The stimuli appearing on the currency market are of much greater significance. It is worth noticing the data published by the Reserve Bank of New Zealand (RBNZ). According to the report published on the RBNZ website, the central bank bought 521 New Zealand dollars worth of foreign currency (while selling the local currency, ergo - weakening it). It is quite big an intervention, especially given that similar transactions did not take place in recent months.
This operation is indeed a part of a well-constructed plan. First of all, the pressure is put on the market for some time already by the RBNZ announcements about overpriced NZD. Secondly, the other part of the plan was the central bank's report which was broadly discussed in the Thursday's analysis. An additional proof confirming the monetary authorities in Wellington determination is the fact that the intervention was carried out in August. Usually when banks get to work, dealers / traders know of it quite quickly. This time the whole procedure was kept secret what will only exacerbate its effect. The market will still be speculating on quiet interventions of the central bank and they will affect the NDZ valuation.

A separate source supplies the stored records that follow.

use axum::{
    extract::{Path, State},
    http::StatusCode,
    routing::{get, post},
    Json, Router,
};
use uuid::Uuid;

use crate::services::orders::{CreateOrderRequest, OrderResponse};
use crate::{errors::ServiceError, ApiResponse, AppState};

pub fn routes() -> Router<AppState> {
    Router::new()
        .route("/", post(create_order).get(list_orders))
        .route("/:id", get(get_order))
        .route("/user/:user_id", get(list_orders_by_user))
}

async fn create_order(
    State(state): State<AppState>,
    Json(payload): Json<CreateOrderRequest>,
) -> Result<(StatusCode, Json<ApiResponse<OrderResponse>>), ServiceError> {
    let created = state.order_service.create_order(payload).await?;
    Ok((StatusCode::CREATED, Json(ApiResponse::success(created))))
}

async fn get_order(
    State(state): State<AppState>,
    Path(id): Path<Uuid>,
) -> Result<Json<ApiResponse<OrderResponse>>, ServiceError> {
    let found = state.order_service.get_order(id).await?;
    Ok(Json(ApiResponse::success(found)))
}

async fn list_orders(
    State(state): State<AppState>,
) -> Result<Json<ApiResponse<Vec<OrderResponse>>>, ServiceError> {
    let orders = state.order_service.list_orders().await?;
    Ok(Json(ApiResponse::success(orders)))
}

async fn list_orders_by_user(
    State(state): State<AppState>,
    Path(user_id): Path<Uuid>,
) -> Result<Json<ApiResponse<Vec<OrderResponse>>>, ServiceError> {
    let orders = state.order_service.list_orders_by_user(user_id).await?;
    Ok(Json(ApiResponse::success(orders)))
}
use axum::{
    extract::{Path, State},
    routing::{get, post},
    Json, Router,
};
use uuid::Uuid;

use crate::services::inventory::InventoryStatus;
use crate::{errors::ServiceError, ApiResponse, AppState};

pub fn routes() -> Router<AppState> {
    Router::new()
        .route("/", get(list_inventory))
        .route("/low-stock", get(list_low_stock))
        .route("/:product_id", get(get_by_product))
        .route("/restock/:product_id", post(restock))
}

async fn list_inventory(
    State(state): State<AppState>,
) -> Result<Json<ApiResponse<Vec<InventoryStatus>>>, ServiceError> {
    let items = state.inventory_service.list_inventory().await?;
    Ok(Json(ApiResponse::success(items)))
}

async fn list_low_stock(
    State(state): State<AppState>,
) -> Result<Json<ApiResponse<Vec<InventoryStatus>>>, ServiceError> {
    let items = state.inventory_service.list_low_stock().await?;
    Ok(Json(ApiResponse::success(items)))
}

async fn get_by_product(
    State(state): State<AppState>,
    Path(product_id): Path<Uuid>,
) -> Result<Json<ApiResponse<InventoryStatus>>, ServiceError> {
    let item = state.inventory_service.get_by_product(product_id).await?;
    Ok(Json(ApiResponse::success(item)))
}

async fn restock(
    State(state): State<AppState>,
    Path(product_id): Path<Uuid>,
) -> Result<Json<ApiResponse<InventoryStatus>>, ServiceError> {
    let item = state.inventory_service.restock(product_id).await?;
    Ok(Json(ApiResponse::success(item)))
}
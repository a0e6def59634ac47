use sea_orm::entity::prelude::*;
use serde::{Deserialize, Serialize};

/// Per-product stock ledger. `stock_level` only changes through the guarded
/// decrement in `services::inventory` or an explicit restock.
#[derive(Clone, Debug, PartialEq, Eq, DeriveEntityModel, Serialize, Deserialize)]
#[sea_orm(table_name = "inventories")]
pub struct Model {
    #[sea_orm(primary_key, auto_increment = false)]
    pub id: Uuid,
    #[sea_orm(unique)]
    pub product_id: Uuid,
    pub stock_level: i32,
    pub reorder_level: i32,
}

#[derive(Copy, Clone, Debug, EnumIter, DeriveRelation)]
pub enum Relation {
    #[sea_orm(
        belongs_to = "super::product::Entity",
        from = "Column::ProductId",
        to = "super::product::Column::Id"
    )]
    Product,
}

impl Related<super::product::Entity> for Entity {
    fn to() -> RelationDef {
        Relation::Product.def()
    }
}

impl ActiveModelBehavior for ActiveModel {}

Today's comments from the prime minister of the New Zealand can only make this issue more interesting. Bloomberg (quoting interest.co.nz) quotes John Key on saying that the fair valuation of NZD is the level of 0.65 USD (currently it's 0.77 USD after some strong losses). Interestingly enough, the governments chief is an ex-chief of Merrill Lynch and a member of the Currency Committee in the Fed, NY.
More clever moves from the New Zealand authorities in order to lower the value of the local currency are to be seen. And although it is unlikely that the kiwi reaches the level of 0.65 USD, 0.70 USD should be reached relatively fast.
Today it is worth paying attention to the US inflation data. The PCE, which is an index preferred by the Fed, is expected to fall m/m to -0.1%. Additionally, if the difference between the CPI (1.7% y/y in August) and PCE is maintained, the latter should reach 1.3-1.4%, much below the Fed goal. This fact can be suppressed though by the appreciative aspirations of the dollar. The final decision is to be made on Friday, after the euro zone inflation data, the EBC summit effects and the US payrolls are published.
Stability and continuity
There is not much going on on the main currency pair in Poland. The EUR/PLN is moving within levels of 4.17-4.18 and this should not be changed neither by the data from the global economy nor the Wednesday's PMI reading. The trade on CHF/PLN is equally calm and it shouldn't go far from 3.46-3.47.
There is much more movement on the USD/PLN and the GBP/PLN. However, they are a consequence of global movements on EUR/USD and EUR/GBP. The dollar should reach it's annual record and there are no signals as of yet which could change this tendency. The exceeding of 5.50 on GBP (meaning reaching the 7-years-high) is also not excluded. However, in order for that to happen, two things must occur: a long series of good data from UK and more promises of BoE about raising interest rates.